The good correlation of crown damage classes with defoliation rates and epicormic shoots in the crown is generally expected, as epicormics shoots and defoliation are part of the criteria for the classification of crown damage. This can be seen as a confirmation that the damage classes are meant as an integrative measure of several ash dieback related symptoms in the crown. Likewise, this makes sense in the light of the pathology of the disease: The onset of the disease directly leads to leaf loss and the subsequent progression to the dieback of branches—which then again leads to growing foliation gaps over years and the development of epicormics shoots. The remaining variance is mainly driven by the fact that secondary growth of epicormic shoots fills or masks the foliation gaps to some extent. This results in lower defoliation rates, but increasing structural anomalies in branching patterns, that are negatively rated by the ash dieback assessment key. The last point is also the main reason for the difference in the evaluation between summer and winter assessments, as structural anomalies are partly masked by foliated epicormic shoots.

Defoliation rates are the main vitality indicator of various national forest health inventory frameworks and the European ICP Forests monitoring programme (Eichhorn et al. 2016). The good overall agreement of defoliation rates and crown damage classes (80% explained variance) encourages the comparison of results inferred from crown damage classes of the assessment key by Peters et al. (2021a, b) with findings inferred from defoliation rates. This includes the retrospective and prospective evaluation of defoliations rates from the ICP Forests Level I monitoring network linked with research questions regarding ash dieback. Additionally, this finding supports the general application of remote sensing techniques for ash dieback monitoring, because the spectrum of reflected radiation from the canopy surface is strongly linked to defoliation rates (Townsend et al. 2012; Ackermann et al. 2022).

The distinctly higher probability of deadfall of ash trees with large basal lesions (class 2 in the assessment key of Peters et al. 2021a) emphasises the necessity for arborists and foresters to screen for basal lesions whenever infrastructure or working safety is affected.

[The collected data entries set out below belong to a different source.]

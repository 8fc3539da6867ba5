pub mod signals;
pub mod trades;

pub use signals::SignalStore;
pub use trades::TradeStore;
use std::sync::Arc;
use std::time::Duration;

use rand::Rng;
use tokio::sync::{mpsc, watch, RwLock};
use tokio::time::MissedTickBehavior;
use tracing::{info, warn};

use crate::worker::ScanWorker;

/// Commands accepted over the scheduler's command channel.
#[derive(Debug, Clone)]
pub enum SchedulerCommand {
    Start,
    Stop,
}

/// Current state of the background scanner.
#[derive(Debug, Clone, Copy, PartialEq, Eq, Default)]
pub enum SchedulerState {
    #[default]
    Stopped,
    Running,
}

impl std::fmt::Display for SchedulerState {
    fn fmt(&self, f: &mut std::fmt::Formatter<'_>) -> std::fmt::Result {
        match self {
            SchedulerState::Stopped => write!(f, "stopped"),
            SchedulerState::Running => write!(f, "running"),
        }
    }
}

/// Cloneable handle passed to other components.
#[derive(Clone)]
pub struct SchedulerHandle {
    command_tx: mpsc::Sender<SchedulerCommand>,
    state: Arc<RwLock<SchedulerState>>,
}

impl SchedulerHandle {
    pub async fn send(&self, cmd: SchedulerCommand) {
        let _ = self.command_tx.send(cmd).await;
    }

    pub async fn state(&self) -> SchedulerState {
        *self.state.read().await
    }
}

/// Owns the two periodic passes for one tenant session.
///
/// Constructed once per session and referenced through its handle, never
/// re-created across requests. Stopping signals both pass loops, lets an
/// in-flight pass drain within the grace period, then abandons it; no pass
/// writes to the stores after the grace period expires.
pub struct Scheduler {
    worker: Arc<ScanWorker>,
    state: Arc<RwLock<SchedulerState>>,
    command_rx: mpsc::Receiver<SchedulerCommand>,
    #[allow(dead_code)] // kept to prevent channel close
    command_tx: mpsc::Sender<SchedulerCommand>,
}

impl Scheduler {
    pub fn new(worker: ScanWorker) -> (Self, SchedulerHandle) {
        let (command_tx, command_rx) = mpsc::channel(32);
        let state = Arc::new(RwLock::new(SchedulerState::Stopped));

        let handle = SchedulerHandle {
            command_tx: command_tx.clone(),
            state: state.clone(),
        };

        let scheduler = Scheduler {
            worker: Arc::new(worker),
            state,
            command_rx,
            command_tx,
        };

        (scheduler, handle)
    }

    /// Run the command loop. Call from `tokio::spawn`.
    pub async fn run(mut self) {
        info!("Scheduler initialized in Stopped state. Waiting for Start command.");

        let mut shutdown: Option<watch::Sender<bool>> = None;
        let mut pass_handles: Vec<tokio::task::JoinHandle<()>> = Vec::new();

        loop {
            match self.command_rx.recv().await {
                Some(SchedulerCommand::Start) => {
                    if *self.state.read().await == SchedulerState::Running {
                        info!("Scheduler already running");
                        continue;
                    }
                    info!(
                        symbols = self.worker.config().symbols.len(),
                        "Starting discovery and price-refresh passes"
                    );
                    *self.state.write().await = SchedulerState::Running;

                    let (tx, rx) = watch::channel(false);
                    pass_handles.push(tokio::spawn(pass_loop(
                        self.worker.clone(),
                        PassKind::Discovery,
                        rx.clone(),
                    )));
                    pass_handles.push(tokio::spawn(pass_loop(
                        self.worker.clone(),
                        PassKind::Refresh,
                        rx,
                    )));
                    shutdown = Some(tx);
                }

                Some(SchedulerCommand::Stop) => {
                    if *self.state.read().await == SchedulerState::Stopped {
                        continue;
                    }
                    info!("Scheduler stopping — draining in-flight passes");
                    *self.state.write().await = SchedulerState::Stopped;
                    if let Some(tx) = shutdown.take() {
                        let _ = tx.send(true);
                    }

                    let grace =
                        Duration::from_secs(self.worker.config().shutdown_grace_secs);
                    for mut handle in pass_handles.drain(..) {
                        if tokio::time::timeout(grace, &mut handle).await.is_err() {
                            warn!("Pass did not drain within grace period — aborting");
                            handle.abort();
                        }
                    }
                }

                None => {
                    warn!("Scheduler command channel closed — shutting down");
                    if let Some(tx) = shutdown.take() {
                        let _ = tx.send(true);
                    }
                    for handle in pass_handles.drain(..) {
                        handle.abort();
                    }
                    break;
                }
            }
        }
    }
}

#[derive(Debug, Clone, Copy)]
enum PassKind {
    Discovery,
    Refresh,
}

impl PassKind {
    fn name(self) -> &'static str {
        match self {
            PassKind::Discovery => "discovery",
            PassKind::Refresh => "refresh",
        }
    }
}

/// One periodic pass loop.
///
/// The loop body awaits the pass and the ticker skips missed ticks, so at
/// most one pass of a kind is ever in flight: a pass that outruns its
/// interval finishes and the overdue tick is dropped, never overlapped.
async fn pass_loop(
    worker: Arc<ScanWorker>,
    kind: PassKind,
    mut shutdown: watch::Receiver<bool>,
) {
    let interval = match kind {
        PassKind::Discovery => worker.config().discovery_interval(),
        PassKind::Refresh => worker.config().refresh_interval(),
    };
    let max_backoff = Duration::from_secs(worker.config().max_backoff_secs);

    let mut ticker = tokio::time::interval(interval);
    ticker.set_missed_tick_behavior(MissedTickBehavior::Skip);
    let mut consecutive_failures = 0u32;

    loop {
        tokio::select! {
            _ = ticker.tick() => {}
            _ = shutdown.changed() => {
                info!(pass = kind.name(), "Pass loop stopped");
                return;
            }
        }

        let stats = match kind {
            PassKind::Discovery => worker.discovery_pass().await,
            PassKind::Refresh => worker.refresh_pass().await,
        };

        if stats.all_failed() {
            consecutive_failures += 1;
            let delay = backoff_delay(consecutive_failures, max_backoff);
            warn!(
                pass = kind.name(),
                failures = consecutive_failures,
                delay_ms = delay.as_millis() as u64,
                "Every symbol failed — backing off before the next attempt"
            );
            tokio::select! {
                _ = tokio::time::sleep(delay) => {}
                _ = shutdown.changed() => {
                    info!(pass = kind.name(), "Pass loop stopped during backoff");
                    return;
                }
            }
        } else {
            consecutive_failures = 0;
        }
    }
}

/// Exponential backoff with a random jitter so stalled sessions don't
/// re-poll the feed in lockstep.
fn backoff_delay(consecutive_failures: u32, max: Duration) -> Duration {
    let shift = consecutive_failures.saturating_sub(1).min(6);
    let base = Duration::from_secs(1u64 << shift).min(max);
    let quarter = (base.as_millis() / 4) as u64;
    let jitter = rand::thread_rng().gen_range(0..=quarter);
    base + Duration::from_millis(jitter)
}
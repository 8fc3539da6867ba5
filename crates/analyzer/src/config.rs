use serde::{Deserialize, Serialize};

use common::{Error, Result};

/// Every constant the detector consumes, in one place.
///
/// Earlier drafts of this scanner drifted apart on lookback windows, minimum
/// candle counts and band bounds. This struct is the single source of truth;
/// detection logic never hardcodes a threshold.
#[derive(Debug, Clone, Serialize, Deserialize)]
#[serde(default)]
pub struct AnalyzerConfig {
    /// Minimum candles required before detection is attempted.
    pub min_candles: usize,
    /// Reference low must fall strictly inside `(price_floor, price_ceiling)`.
    /// Instruments trading outside this band don't fit the strategy.
    pub price_floor: f64,
    pub price_ceiling: f64,
    /// How many candles immediately before the reference low are scanned
    /// for resistance peaks.
    pub lookback: usize,
    /// The second resistance should clear the first by this factor; the
    /// next-newest peak is used when none does.
    pub resistance_multiplier: f64,
    /// Signals must beat this reward ratio (strict `>`).
    pub min_reward_ratio: f64,
    /// Stop distance below the reference low (0.02 = 2%).
    pub stop_pct: f64,
    /// Entry markup over the reference low when no fair-value gap exists.
    pub entry_markup_pct: f64,
    /// Reject when fewer than this many candles follow the reference low.
    /// The gap needs a full 3-candle window to print.
    pub tail_guard: usize,
}

impl Default for AnalyzerConfig {
    fn default() -> Self {
        Self {
            min_candles: 20,
            price_floor: 30.0,
            price_ceiling: 250.0,
            lookback: 300,
            resistance_multiplier: 1.5,
            min_reward_ratio: 4.0,
            stop_pct: 0.02,
            entry_markup_pct: 0.05,
            tail_guard: 3,
        }
    }
}

impl AnalyzerConfig {
    /// Reject impossible constants before the scheduler is allowed to start.
    pub fn validate(&self) -> Result<()> {
        if self.min_candles < 20 {
            return Err(Error::Config(format!(
                "min_candles must be >= 20, got {}",
                self.min_candles
            )));
        }
        if !(self.price_floor > 0.0 && self.price_ceiling > self.price_floor) {
            return Err(Error::Config(format!(
                "price band ({}, {}) must satisfy 0 < floor < ceiling",
                self.price_floor, self.price_ceiling
            )));
        }
        if self.lookback < 5 {
            return Err(Error::Config(format!(
                "lookback must be >= 5 candles, got {}",
                self.lookback
            )));
        }
        if self.resistance_multiplier <= 1.0 {
            return Err(Error::Config(format!(
                "resistance_multiplier must exceed 1.0, got {}",
                self.resistance_multiplier
            )));
        }
        if self.min_reward_ratio <= 0.0 {
            return Err(Error::Config(format!(
                "min_reward_ratio must be positive, got {}",
                self.min_reward_ratio
            )));
        }
        if !(self.stop_pct > 0.0 && self.stop_pct < 1.0) {
            return Err(Error::Config(format!(
                "stop_pct must be in (0, 1), got {}",
                self.stop_pct
            )));
        }
        if self.entry_markup_pct <= 0.0 {
            return Err(Error::Config(format!(
                "entry_markup_pct must be positive, got {}",
                self.entry_markup_pct
            )));
        }
        if self.tail_guard == 0 {
            return Err(Error::Config("tail_guard must be at least 1".to_string()));
        }
        Ok(())
    }
}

Conclusion and future directions

The majority of the monitoring plot framework of FraxForFuture will be maintained to observe the future development of the stands. The plots BB1, NI1, ST1, and HE1 are integrated into the forest condition survey programme and will be assessed analogous to the ICP Forests Level I monitoring network. Additionally, all IBF are scheduled to be part of the potential follow-up project FraxForFuture 2.0 including continued monitoring and possibly planting and management trials.

The main findings (ash density and hydromorphic soil conditions facilitating the disease progress) should be taken into consideration for future ash stand management and possible ash re-cultivation. Pure ash stands or bigger ash patches without any admixture species should be avoided in all age stages of ash stands. In forest ecosystems with already low ash share, remaining ashes should be fostered as they have a higher probability of surviving even with moderate symptoms. In the past, forest management practice actively pushed ash towards the moister end of the spectrum of their water demand, because ashes grow faster under ample water supply and tolerate periodically wet sites. In the light of ash dieback, the promotion and fostering of ashes on hydromorphic soils have to be questioned. Especially cost-intensive reforestation trials with ashes in the future—possibly progenies from breeding trials with selected genotypes that are less susceptible to H. fraxineus—should be avoiding hydromorphic soil conditions.